//! Podspec validation for `podpush-lint`.
//!
//! [`Linter`] checks each `*.podspec` against a fixed rule set and produces one
//! [`LintReport`] per file. Errors make a file fail; warnings are informational.
//! The publish pipeline only depends on the [`SpecValidator`] trait, so other
//! validators can be swapped in.

use std::fmt;
use std::path::{Path, PathBuf};
use std::sync::OnceLock;

use podpush_core::{Podspec, SpecId};
use regex::Regex;
use serde::Serialize;

/// Maximum summary length before a warning is raised.
pub const MAX_SUMMARY_LEN: usize = 140;

// ---------------------------------------------------------------------------
// Public types
// ---------------------------------------------------------------------------

/// One finding for one file.
#[derive(Debug, Clone, PartialEq, Eq, Serialize)]
pub struct LintIssue {
    /// Attribute the finding is about, if any (e.g. `"summary"`).
    pub attribute: Option<&'static str>,
    pub message: String,
}

impl LintIssue {
    fn on(attribute: &'static str, message: impl Into<String>) -> Self {
        Self {
            attribute: Some(attribute),
            message: message.into(),
        }
    }
}

impl fmt::Display for LintIssue {
    fn fmt(&self, f: &mut fmt::Formatter<'_>) -> fmt::Result {
        match self.attribute {
            Some(attr) => write!(f, "[{attr}] {}", self.message),
            None => self.message.fmt(f),
        }
    }
}

/// Lint outcome for a single spec file.
#[derive(Debug, Clone, PartialEq, Eq, Serialize)]
pub struct LintReport {
    pub path: PathBuf,
    /// Present when the file could be parsed.
    pub spec: Option<SpecId>,
    pub errors: Vec<LintIssue>,
    pub warnings: Vec<LintIssue>,
}

impl LintReport {
    pub fn passed(&self) -> bool {
        self.errors.is_empty()
    }
}

/// Aggregate outcome for a set of spec files.
#[derive(Debug, Clone, Default, PartialEq, Eq, Serialize)]
pub struct ValidationReport {
    pub reports: Vec<LintReport>,
}

impl ValidationReport {
    /// `true` when every file passed. Vacuously true for no files.
    pub fn all_valid(&self) -> bool {
        self.reports.iter().all(LintReport::passed)
    }

    /// Paths of files with at least one error, in report order.
    pub fn failed(&self) -> Vec<&Path> {
        self.reports
            .iter()
            .filter(|r| !r.passed())
            .map(|r| r.path.as_path())
            .collect()
    }
}

/// Something that decides whether spec files may be published.
pub trait SpecValidator {
    fn validate(&self, files: &[PathBuf]) -> ValidationReport;
}

impl<T: SpecValidator + ?Sized> SpecValidator for &T {
    fn validate(&self, files: &[PathBuf]) -> ValidationReport {
        (**self).validate(files)
    }
}

// ---------------------------------------------------------------------------
// Public API
// ---------------------------------------------------------------------------

/// Built-in rule-based validator.
#[derive(Debug, Clone, Copy, Default)]
pub struct Linter;

impl SpecValidator for Linter {
    fn validate(&self, files: &[PathBuf]) -> ValidationReport {
        ValidationReport {
            reports: files.iter().map(|f| lint_file(f)).collect(),
        }
    }
}

/// Lint the podspec at `path`. Unreadable or unparsable files yield a report
/// with a single error rather than an `Err`.
pub fn lint_file(path: &Path) -> LintReport {
    let report = match Podspec::from_file(path) {
        Ok(spec) => lint_spec(&spec),
        Err(err) => LintReport {
            path: path.to_path_buf(),
            spec: None,
            errors: vec![LintIssue {
                attribute: None,
                message: err.to_string(),
            }],
            warnings: vec![],
        },
    };
    for warning in &report.warnings {
        tracing::debug!("{}: {warning}", path.display());
    }
    report
}

/// Apply every rule to an already-parsed spec.
pub fn lint_spec(spec: &Podspec) -> LintReport {
    let mut errors = Vec::new();
    let mut warnings = Vec::new();

    check_version(spec, &mut errors);
    check_required(spec, &mut errors);
    check_file_name(spec, &mut errors);
    check_license(spec, &mut warnings);
    check_summary_length(spec, &mut warnings);

    LintReport {
        path: spec.path.clone(),
        spec: Some(spec.id.clone()),
        errors,
        warnings,
    }
}

// ---------------------------------------------------------------------------
// Rules
// ---------------------------------------------------------------------------

fn version_re() -> &'static Regex {
    static RE: OnceLock<Regex> = OnceLock::new();
    RE.get_or_init(|| {
        Regex::new(r"^\d+(\.\d+)*(-[0-9A-Za-z.-]+)?(\+[0-9A-Za-z.-]+)?$").expect("valid regex")
    })
}

fn check_version(spec: &Podspec, errors: &mut Vec<LintIssue>) {
    let version = spec.id.version.as_str();
    if !version_re().is_match(version) {
        errors.push(LintIssue::on(
            "version",
            format!("'{version}' is not a dotted numeric version"),
        ));
    }
}

fn check_required(spec: &Podspec, errors: &mut Vec<LintIssue>) {
    for attr in ["summary", "homepage", "source"] {
        if !spec.has(attr) {
            errors.push(LintIssue::on(attr, "required attribute is missing"));
        }
    }
    if !spec.has("authors") && !spec.has("author") {
        errors.push(LintIssue::on("authors", "required attribute is missing"));
    }
}

fn check_file_name(spec: &Podspec, errors: &mut Vec<LintIssue>) {
    let stem = spec.path.file_stem().map(|s| s.to_string_lossy());
    if stem.as_deref() != Some(spec.id.name.as_str()) {
        errors.push(LintIssue::on(
            "name",
            format!("file name should be `{}`", spec.id.file_name()),
        ));
    }
}

fn check_license(spec: &Podspec, warnings: &mut Vec<LintIssue>) {
    if !spec.has("license") {
        warnings.push(LintIssue::on("license", "missing license"));
    }
}

fn check_summary_length(spec: &Podspec, warnings: &mut Vec<LintIssue>) {
    if let Some(summary) = spec.attribute("summary") {
        let len = summary.chars().count();
        if len > MAX_SUMMARY_LEN {
            warnings.push(LintIssue::on(
                "summary",
                format!("summary is {len} characters; keep it under {MAX_SUMMARY_LEN}"),
            ));
        }
    }
}

// ---------------------------------------------------------------------------
// Unit tests
// ---------------------------------------------------------------------------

···

**Problem statement:** Copy out all lines above that include the string "iter".

**Finished task:**
        self.reports.iter().all(LintReport::passed)
            .iter()
            reports: files.iter().map(|f| lint_file(f)).collect(),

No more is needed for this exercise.